**Goal of the exercise**
When a line below contains the word "true", copy that line.

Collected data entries

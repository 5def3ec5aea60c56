//! SOAP 1.2 request envelopes for the registry service
//!
//! BIR 1.1 rejects requests without WS-Addressing `To`/`Action` headers,
//! and the search parameter block must list every criterion element in
//! schema order with unused ones explicitly nil.

const SERVICE_NS: &str = "http://CIS/BIR/PUBL/2014/07";
const CONTRACT_NS: &str = "http://CIS/BIR/PUBL/2014/07/DataContract";

/// Escapes text for embedding in an XML element.
pub fn xml_escape(input: &str) -> String {
    input
        .replace('&', "&amp;")
        .replace('<', "&lt;")
        .replace('>', "&gt;")
        .replace('"', "&quot;")
        .replace('\'', "&apos;")
}

/// Login request carrying the deployment-wide user key.
pub fn login_envelope(service_url: &str, user_key: &str) -> String {
    format!(
        concat!(
            r#"<?xml version="1.0" encoding="utf-8"?>"#,
            r#"<soap:Envelope xmlns:soap="http://www.w3.org/2003/05/soap-envelope" xmlns:ns="{ns}">"#,
            r#"<soap:Header xmlns:wsa="http://www.w3.org/2005/08/addressing">"#,
            "<wsa:To>{to}</wsa:To>",
            "<wsa:Action>{ns}/IUslugaBIRzewnPubl/Zaloguj</wsa:Action>",
            "</soap:Header>",
            "<soap:Body>",
            "<ns:Zaloguj>",
            "<ns:pKluczUzytkownika>{key}</ns:pKluczUzytkownika>",
            "</ns:Zaloguj>",
            "</soap:Body>",
            "</soap:Envelope>",
        ),
        ns = SERVICE_NS,
        to = xml_escape(service_url),
        key = xml_escape(user_key),
    )
}

/// Search request for entities matching one tax ID.
pub fn search_envelope(service_url: &str, tax_id: &str) -> String {
    format!(
        concat!(
            r#"<?xml version="1.0" encoding="utf-8"?>"#,
            r#"<soap:Envelope xmlns:soap="http://www.w3.org/2003/05/soap-envelope" xmlns:ns="{ns}" xmlns:q1="{contract}" xmlns:xsi="http://www.w3.org/2001/XMLSchema-instance">"#,
            r#"<soap:Header xmlns:wsa="http://www.w3.org/2005/08/addressing">"#,
            "<wsa:To>{to}</wsa:To>",
            "<wsa:Action>{ns}/IUslugaBIRzewnPubl/DaneSzukajPodmioty</wsa:Action>",
            "</soap:Header>",
            "<soap:Body>",
            "<ns:DaneSzukajPodmioty>",
            "<ns:pParametryWyszukiwania>",
            r#"<q1:Krs xsi:nil="true"/>"#,
            r#"<q1:Krsy xsi:nil="true"/>"#,
            "<q1:Nip>{nip}</q1:Nip>",
            r#"<q1:Nipy xsi:nil="true"/>"#,
            r#"<q1:Regon xsi:nil="true"/>"#,
            r#"<q1:Regony14zn xsi:nil="true"/>"#,
            r#"<q1:Regony9zn xsi:nil="true"/>"#,
            "</ns:pParametryWyszukiwania>",
            "</ns:DaneSzukajPodmioty>",
            "</soap:Body>",
            "</soap:Envelope>",
        ),
        ns = SERVICE_NS,
        contract = CONTRACT_NS,
        to = xml_escape(service_url),
        nip = xml_escape(tax_id),
    )
}

#[cfg(test)]
mod tests {
    use super::*;

    #[test]
    fn escape_covers_all_special_characters() {
        assert_eq!(xml_escape(r#"a&b<c>d"e'f"#), "a&amp;b&lt;c&gt;d&quot;e&apos;f");
        assert_eq!(xml_escape("plain"), "plain");
    }

    #[test]
    fn login_envelope_escapes_the_user_key() {
        let envelope = login_envelope("https://registry.example/svc", "key<&>");

        assert!(envelope.contains("<wsa:To>https://registry.example/svc</wsa:To>"));
        assert!(envelope
            .contains("<wsa:Action>http://CIS/BIR/PUBL/2014/07/IUslugaBIRzewnPubl/Zaloguj</wsa:Action>"));
        assert!(envelope.contains("<ns:pKluczUzytkownika>key&lt;&amp;&gt;</ns:pKluczUzytkownika>"));
        assert!(!envelope.contains("key<&>"));
    }

    /// Validates the search parameter block ordering.
    ///
    /// Assertions:
    /// - Ensures every criterion element is present, nil ones included
    /// - Confirms the schema order Krs, Krsy, Nip, Nipy, Regon,
    ///   Regony14zn, Regony9zn is preserved
    #[test]
    fn search_envelope_lists_criteria_in_schema_order() {
        let envelope = search_envelope("https://registry.example/svc", "5260305006");

        let positions: Vec<usize> = [
            "<q1:Krs xsi:nil=\"true\"/>",
            "<q1:Krsy xsi:nil=\"true\"/>",
            "<q1:Nip>5260305006</q1:Nip>",
            "<q1:Nipy xsi:nil=\"true\"/>",
            "<q1:Regon xsi:nil=\"true\"/>",
            "<q1:Regony14zn xsi:nil=\"true\"/>",
            "<q1:Regony9zn xsi:nil=\"true\"/>",
        ]
        .iter()
        .map(|needle| envelope.find(needle).expect("criterion element missing"))
        .collect();

        assert!(positions.windows(2).all(|pair| pair[0] < pair[1]));
    }

    #[test]
    fn search_envelope_escapes_hostile_tax_id() {
        let envelope = search_envelope("https://registry.example/svc", "<injected/>");

        assert!(envelope.contains("<q1:Nip>&lt;injected/&gt;</q1:Nip>"));
        assert!(!envelope.contains("<q1:Nip><injected/>"));
    }
}
//! Configuration loading and management
//!
//! This module provides utilities for loading application configuration
//! from environment variables and files.

pub mod loader;

// Re-export commonly used items
pub use loader::{load, load_from_file, probe_config_paths};
//! Token endpoint client
//!
//! Implements the authorization-code exchange and the refresh grant
//! against the accounting provider's OAuth2 endpoint. The provider
//! deviates from RFC 6749 in one place: the refresh grant carries the
//! refresh token in the `code` form field, not `refresh_token`.

use std::time::Duration;

use async_trait::async_trait;
use ledgerflow_core::auth::TokenEndpoint;
use ledgerflow_domain::{CredentialProfile, LedgerFlowError, OAuthConfig, Result, TokenGrant};
use reqwest::Method;
use tracing::debug;

use crate::errors::InfraError;
use crate::http::HttpClient;

use super::types::{OAuthErrorBody, TokenResponse};

/// Client for the provider's OAuth2 endpoints
pub struct OAuthClient {
    authorize_url: String,
    token_url: String,
    redirect_uri: String,
    http: HttpClient,
}

impl OAuthClient {
    pub fn new(config: &OAuthConfig) -> Result<Self> {
        let http = HttpClient::builder().timeout(Duration::from_secs(30)).build()?;
        Ok(Self {
            authorize_url: config.authorize_url.clone(),
            token_url: config.token_url.clone(),
            redirect_uri: config.redirect_uri.clone(),
            http,
        })
    }

    /// Browser URL that starts the authorization flow for a profile.
    ///
    /// `state` ties the eventual callback back to the tenant that asked
    /// for it; the caller keeps the mapping.
    pub fn authorize_url(&self, profile: &CredentialProfile, state: &str) -> Result<String> {
        let mut url = url::Url::parse(&self.authorize_url)
            .map_err(|e| LedgerFlowError::Config(format!("invalid authorize URL: {e}")))?;
        url.query_pairs_mut()
            .append_pair("response_type", "code")
            .append_pair("client_id", &profile.client_id)
            .append_pair("scope", &profile.scope_string())
            .append_pair("redirect_uri", &self.redirect_uri)
            .append_pair("state", state);
        Ok(url.to_string())
    }

    /// Posts one grant request and normalizes the response.
    async fn grant(&self, form: &[(&str, &str)]) -> Result<TokenGrant> {
        let request = self.http.request(Method::POST, &self.token_url).form(form);
        let response = self.http.send(request).await?;
        let status = response.status();
        let body = response
            .text()
            .await
            .map_err(|e| LedgerFlowError::from(InfraError::from(e)))?;

        if !status.is_success() {
            let detail = serde_json::from_str::<OAuthErrorBody>(&body)
                .map(|e| e.describe())
                .unwrap_or_else(|_| snippet(&body));
            return Err(LedgerFlowError::AuthUnavailable(format!(
                "token endpoint returned {status}: {detail}"
            )));
        }

        let parsed: TokenResponse = serde_json::from_str(&body).map_err(|e| {
            LedgerFlowError::AuthUnavailable(format!("token endpoint response unparseable: {e}"))
        })?;
        Ok(parsed.into())
    }
}

#[async_trait]
impl TokenEndpoint for OAuthClient {
    async fn exchange_code(&self, profile: &CredentialProfile, code: &str) -> Result<TokenGrant> {
        debug!(tenant = %profile.tenant, "exchanging authorization code");
        self.grant(&[
            ("grant_type", "authorization_code"),
            ("code", code),
            ("client_id", &profile.client_id),
            ("client_secret", &profile.client_secret),
            ("redirect_uri", &self.redirect_uri),
        ])
        .await
    }

    async fn refresh(&self, profile: &CredentialProfile, refresh_token: &str) -> Result<TokenGrant> {
        debug!(tenant = %profile.tenant, "refreshing access token");
        // Provider quirk: the refresh token rides in `code`.
        self.grant(&[
            ("grant_type", "refresh_token"),
            ("code", refresh_token),
            ("client_id", &profile.client_id),
            ("client_secret", &profile.client_secret),
        ])
        .await
    }
}

/// Error pages can be whole HTML documents; keep logs and error strings short.
fn snippet(body: &str) -> String {
    let trimmed = body.trim();
    if trimmed.chars().count() > 200 {
        let cut: String = trimmed.chars().take(200).collect();
        format!("{cut}...")
    } else {
        trimmed.to_string()
    }
}
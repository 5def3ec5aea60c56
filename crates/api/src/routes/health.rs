//! Liveness route

use axum::Json;
use serde_json::{json, Value};

/// `GET /health` - liveness probe, reachable without the api key
pub async fn health() -> Json<Value> {
    Json(json!({"status": "ok", "service": "ledgerflow"}))
}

**Reply to the exercise**
            r#"<q1:Krs xsi:nil="true"/>"#,
            r#"<q1:Krsy xsi:nil="true"/>"#,
            r#"<q1:Nipy xsi:nil="true"/>"#,
            r#"<q1:Regon xsi:nil="true"/>"#,
            r#"<q1:Regony14zn xsi:nil="true"/>"#,
            r#"<q1:Regony9zn xsi:nil="true"/>"#,
            "<q1:Krs xsi:nil=\"true\"/>",
            "<q1:Krsy xsi:nil=\"true\"/>",
            "<q1:Nipy xsi:nil=\"true\"/>",
            "<q1:Regon xsi:nil=\"true\"/>",
            "<q1:Regony14zn xsi:nil=\"true\"/>",
            "<q1:Regony9zn xsi:nil=\"true\"/>",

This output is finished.